What this task involves
From the first line of the material below to the line containing "#[derive(Debug, Clone, Default)]", repeat every line exactly and add nothing.

Start of Records for processing

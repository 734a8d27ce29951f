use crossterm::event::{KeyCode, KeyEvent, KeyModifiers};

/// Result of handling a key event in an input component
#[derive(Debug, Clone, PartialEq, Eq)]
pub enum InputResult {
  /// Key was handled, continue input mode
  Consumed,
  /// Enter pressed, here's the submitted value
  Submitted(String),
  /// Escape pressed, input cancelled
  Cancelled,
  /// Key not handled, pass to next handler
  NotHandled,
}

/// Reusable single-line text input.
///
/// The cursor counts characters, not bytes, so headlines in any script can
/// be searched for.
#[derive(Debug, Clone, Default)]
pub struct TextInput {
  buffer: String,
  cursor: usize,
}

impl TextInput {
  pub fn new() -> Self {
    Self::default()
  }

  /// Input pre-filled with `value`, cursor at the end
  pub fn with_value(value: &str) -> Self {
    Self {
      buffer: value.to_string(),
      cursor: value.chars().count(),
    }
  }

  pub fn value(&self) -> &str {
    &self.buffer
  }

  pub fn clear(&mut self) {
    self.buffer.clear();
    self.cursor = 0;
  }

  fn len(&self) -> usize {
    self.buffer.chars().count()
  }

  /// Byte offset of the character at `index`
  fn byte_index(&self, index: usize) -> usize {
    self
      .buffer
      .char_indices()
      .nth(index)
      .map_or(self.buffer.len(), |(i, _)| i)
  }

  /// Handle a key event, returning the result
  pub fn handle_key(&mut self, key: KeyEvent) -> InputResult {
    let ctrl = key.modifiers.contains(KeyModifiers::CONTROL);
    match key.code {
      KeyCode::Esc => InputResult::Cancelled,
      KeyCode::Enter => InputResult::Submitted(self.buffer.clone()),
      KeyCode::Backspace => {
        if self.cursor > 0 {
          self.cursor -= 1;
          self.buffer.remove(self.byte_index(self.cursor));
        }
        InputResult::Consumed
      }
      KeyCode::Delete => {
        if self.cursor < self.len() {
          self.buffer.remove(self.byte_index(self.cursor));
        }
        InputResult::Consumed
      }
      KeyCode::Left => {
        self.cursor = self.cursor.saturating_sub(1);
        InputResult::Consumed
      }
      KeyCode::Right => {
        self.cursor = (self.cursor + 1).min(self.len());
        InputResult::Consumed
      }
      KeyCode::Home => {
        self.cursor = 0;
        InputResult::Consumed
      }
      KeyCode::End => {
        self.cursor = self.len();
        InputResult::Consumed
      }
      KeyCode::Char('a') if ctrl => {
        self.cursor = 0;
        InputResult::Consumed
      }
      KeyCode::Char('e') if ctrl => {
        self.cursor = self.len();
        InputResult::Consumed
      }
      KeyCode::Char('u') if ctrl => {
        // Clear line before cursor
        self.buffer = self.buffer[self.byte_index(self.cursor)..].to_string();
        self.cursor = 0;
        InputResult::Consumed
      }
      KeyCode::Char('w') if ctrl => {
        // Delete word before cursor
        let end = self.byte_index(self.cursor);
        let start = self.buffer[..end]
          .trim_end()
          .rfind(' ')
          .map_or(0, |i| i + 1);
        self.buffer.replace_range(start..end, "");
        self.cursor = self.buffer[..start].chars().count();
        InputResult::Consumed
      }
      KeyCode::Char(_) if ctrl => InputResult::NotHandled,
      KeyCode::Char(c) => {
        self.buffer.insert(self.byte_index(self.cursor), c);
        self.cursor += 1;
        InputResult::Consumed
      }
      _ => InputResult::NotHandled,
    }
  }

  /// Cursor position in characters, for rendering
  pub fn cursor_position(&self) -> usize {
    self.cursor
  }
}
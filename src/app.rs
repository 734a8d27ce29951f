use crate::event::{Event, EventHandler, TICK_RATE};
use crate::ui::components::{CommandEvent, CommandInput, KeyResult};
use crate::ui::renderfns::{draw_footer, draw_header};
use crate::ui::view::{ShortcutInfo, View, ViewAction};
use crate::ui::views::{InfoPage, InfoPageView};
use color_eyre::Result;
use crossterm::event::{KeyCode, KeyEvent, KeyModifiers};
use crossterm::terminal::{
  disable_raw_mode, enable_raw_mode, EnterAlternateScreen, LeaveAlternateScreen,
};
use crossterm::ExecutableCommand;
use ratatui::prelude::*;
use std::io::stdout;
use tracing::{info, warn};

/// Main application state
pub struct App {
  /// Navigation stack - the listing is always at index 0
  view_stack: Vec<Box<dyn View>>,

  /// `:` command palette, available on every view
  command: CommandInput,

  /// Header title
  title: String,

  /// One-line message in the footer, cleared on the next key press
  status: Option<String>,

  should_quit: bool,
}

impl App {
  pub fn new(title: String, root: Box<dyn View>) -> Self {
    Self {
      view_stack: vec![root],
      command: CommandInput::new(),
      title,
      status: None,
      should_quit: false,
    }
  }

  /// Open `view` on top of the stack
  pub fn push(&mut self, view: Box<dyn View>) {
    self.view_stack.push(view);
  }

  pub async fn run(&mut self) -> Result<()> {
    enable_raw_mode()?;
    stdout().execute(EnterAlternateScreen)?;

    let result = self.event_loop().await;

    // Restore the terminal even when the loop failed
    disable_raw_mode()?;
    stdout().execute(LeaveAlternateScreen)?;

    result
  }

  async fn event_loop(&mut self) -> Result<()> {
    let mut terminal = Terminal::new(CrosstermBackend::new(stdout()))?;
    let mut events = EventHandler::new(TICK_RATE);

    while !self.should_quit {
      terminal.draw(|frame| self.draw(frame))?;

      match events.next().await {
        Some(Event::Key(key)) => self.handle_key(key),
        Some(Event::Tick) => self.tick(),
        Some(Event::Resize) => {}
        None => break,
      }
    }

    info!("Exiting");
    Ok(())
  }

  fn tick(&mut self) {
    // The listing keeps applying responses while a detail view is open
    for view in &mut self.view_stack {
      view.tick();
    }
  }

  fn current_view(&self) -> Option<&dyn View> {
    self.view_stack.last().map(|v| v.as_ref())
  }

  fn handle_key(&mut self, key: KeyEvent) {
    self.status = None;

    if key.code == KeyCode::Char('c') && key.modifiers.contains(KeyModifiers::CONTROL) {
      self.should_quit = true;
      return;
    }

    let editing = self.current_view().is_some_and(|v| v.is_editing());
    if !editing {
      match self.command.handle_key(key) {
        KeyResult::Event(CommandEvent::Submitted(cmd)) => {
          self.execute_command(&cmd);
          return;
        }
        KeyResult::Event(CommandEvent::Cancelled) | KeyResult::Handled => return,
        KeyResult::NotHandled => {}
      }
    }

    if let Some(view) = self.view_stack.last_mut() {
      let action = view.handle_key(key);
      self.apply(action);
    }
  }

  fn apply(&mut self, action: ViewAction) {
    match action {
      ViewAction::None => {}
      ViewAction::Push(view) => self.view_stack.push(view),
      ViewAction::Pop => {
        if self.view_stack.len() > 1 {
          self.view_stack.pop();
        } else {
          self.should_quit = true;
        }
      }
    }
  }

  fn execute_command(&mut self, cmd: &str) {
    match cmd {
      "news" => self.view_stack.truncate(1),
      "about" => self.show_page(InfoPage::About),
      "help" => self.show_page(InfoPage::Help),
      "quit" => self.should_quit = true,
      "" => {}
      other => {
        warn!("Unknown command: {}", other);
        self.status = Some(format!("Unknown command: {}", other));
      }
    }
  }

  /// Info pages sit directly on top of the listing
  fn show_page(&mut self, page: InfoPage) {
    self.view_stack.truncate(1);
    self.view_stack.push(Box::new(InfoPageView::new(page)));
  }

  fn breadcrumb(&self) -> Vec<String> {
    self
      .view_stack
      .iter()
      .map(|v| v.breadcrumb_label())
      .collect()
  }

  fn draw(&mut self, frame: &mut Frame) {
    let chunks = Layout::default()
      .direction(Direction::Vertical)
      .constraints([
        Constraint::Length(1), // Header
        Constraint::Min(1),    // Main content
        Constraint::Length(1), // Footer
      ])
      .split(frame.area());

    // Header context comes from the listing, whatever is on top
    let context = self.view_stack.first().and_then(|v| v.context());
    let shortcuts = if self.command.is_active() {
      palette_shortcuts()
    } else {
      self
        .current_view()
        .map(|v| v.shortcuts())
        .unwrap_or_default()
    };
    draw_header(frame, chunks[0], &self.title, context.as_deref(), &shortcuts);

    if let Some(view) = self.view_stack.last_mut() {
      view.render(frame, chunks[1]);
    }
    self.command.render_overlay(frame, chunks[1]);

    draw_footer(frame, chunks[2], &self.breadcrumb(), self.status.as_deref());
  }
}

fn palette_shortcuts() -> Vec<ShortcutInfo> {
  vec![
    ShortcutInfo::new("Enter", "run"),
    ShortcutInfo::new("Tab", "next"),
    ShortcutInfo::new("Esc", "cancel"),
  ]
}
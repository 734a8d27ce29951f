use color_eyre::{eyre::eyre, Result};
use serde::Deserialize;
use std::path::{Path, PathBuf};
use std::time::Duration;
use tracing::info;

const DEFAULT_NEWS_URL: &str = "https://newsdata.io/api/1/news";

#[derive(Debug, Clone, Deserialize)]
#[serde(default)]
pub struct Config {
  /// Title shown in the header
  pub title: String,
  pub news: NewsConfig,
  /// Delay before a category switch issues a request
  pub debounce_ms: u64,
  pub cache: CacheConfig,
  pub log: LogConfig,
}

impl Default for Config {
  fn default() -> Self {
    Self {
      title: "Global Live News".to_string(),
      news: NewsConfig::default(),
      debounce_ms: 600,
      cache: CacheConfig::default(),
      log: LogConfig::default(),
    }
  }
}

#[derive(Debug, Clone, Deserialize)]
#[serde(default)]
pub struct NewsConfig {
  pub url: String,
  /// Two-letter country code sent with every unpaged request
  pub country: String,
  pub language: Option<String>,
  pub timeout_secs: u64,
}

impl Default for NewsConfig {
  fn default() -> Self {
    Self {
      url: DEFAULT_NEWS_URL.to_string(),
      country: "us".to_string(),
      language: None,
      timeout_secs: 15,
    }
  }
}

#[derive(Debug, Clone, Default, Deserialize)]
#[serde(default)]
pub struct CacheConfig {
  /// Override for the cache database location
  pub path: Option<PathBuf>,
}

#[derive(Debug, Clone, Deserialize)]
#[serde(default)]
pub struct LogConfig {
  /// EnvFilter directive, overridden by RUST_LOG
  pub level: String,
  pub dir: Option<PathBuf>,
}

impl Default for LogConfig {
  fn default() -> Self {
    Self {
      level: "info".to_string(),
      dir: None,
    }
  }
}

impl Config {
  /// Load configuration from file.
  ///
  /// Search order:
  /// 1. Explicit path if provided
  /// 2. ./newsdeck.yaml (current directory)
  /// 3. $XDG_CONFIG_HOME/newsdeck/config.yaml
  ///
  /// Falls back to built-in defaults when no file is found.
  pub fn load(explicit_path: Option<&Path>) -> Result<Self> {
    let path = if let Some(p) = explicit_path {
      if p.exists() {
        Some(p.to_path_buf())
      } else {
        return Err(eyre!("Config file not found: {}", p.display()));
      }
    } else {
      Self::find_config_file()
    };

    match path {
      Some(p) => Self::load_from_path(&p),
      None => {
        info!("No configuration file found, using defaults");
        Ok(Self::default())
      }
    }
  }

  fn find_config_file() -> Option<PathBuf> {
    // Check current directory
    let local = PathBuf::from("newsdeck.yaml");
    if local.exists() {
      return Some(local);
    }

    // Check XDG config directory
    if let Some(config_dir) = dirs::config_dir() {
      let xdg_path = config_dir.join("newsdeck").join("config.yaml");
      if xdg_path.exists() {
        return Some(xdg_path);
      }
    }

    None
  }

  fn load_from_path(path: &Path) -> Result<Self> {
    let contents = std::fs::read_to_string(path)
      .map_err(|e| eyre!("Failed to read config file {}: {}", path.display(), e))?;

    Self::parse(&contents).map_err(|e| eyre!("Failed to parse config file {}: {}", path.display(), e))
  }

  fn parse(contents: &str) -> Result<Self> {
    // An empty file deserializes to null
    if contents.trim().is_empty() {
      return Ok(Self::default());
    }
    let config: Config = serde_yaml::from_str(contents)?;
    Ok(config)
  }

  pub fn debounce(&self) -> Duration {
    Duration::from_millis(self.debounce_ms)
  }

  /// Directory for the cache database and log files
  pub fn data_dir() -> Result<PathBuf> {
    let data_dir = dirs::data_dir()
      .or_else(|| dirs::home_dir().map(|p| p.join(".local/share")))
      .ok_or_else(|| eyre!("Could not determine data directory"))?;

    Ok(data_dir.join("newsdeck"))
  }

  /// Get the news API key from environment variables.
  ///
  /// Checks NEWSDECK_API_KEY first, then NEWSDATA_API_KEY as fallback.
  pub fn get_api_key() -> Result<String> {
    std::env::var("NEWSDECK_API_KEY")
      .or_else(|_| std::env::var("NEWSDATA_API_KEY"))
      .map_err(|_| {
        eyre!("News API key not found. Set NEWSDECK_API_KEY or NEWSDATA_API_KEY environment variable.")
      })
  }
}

End of Records for processing

Completed task
repository 734a8d27ce29951f
use crossterm::event::{KeyCode, KeyEvent, KeyModifiers};

/// Result of handling a key event in an input component
#[derive(Debug, Clone, PartialEq, Eq)]
pub enum InputResult {
  /// Key was handled, continue input mode
  Consumed,
  /// Enter pressed, here's the submitted value
  Submitted(String),
  /// Escape pressed, input cancelled
  Cancelled,
  /// Key not handled, pass to next handler
  NotHandled,
}

/// Reusable single-line text input.
///
/// The cursor counts characters, not bytes, so headlines in any script can
/// be searched for.
#[derive(Debug, Clone, Default)]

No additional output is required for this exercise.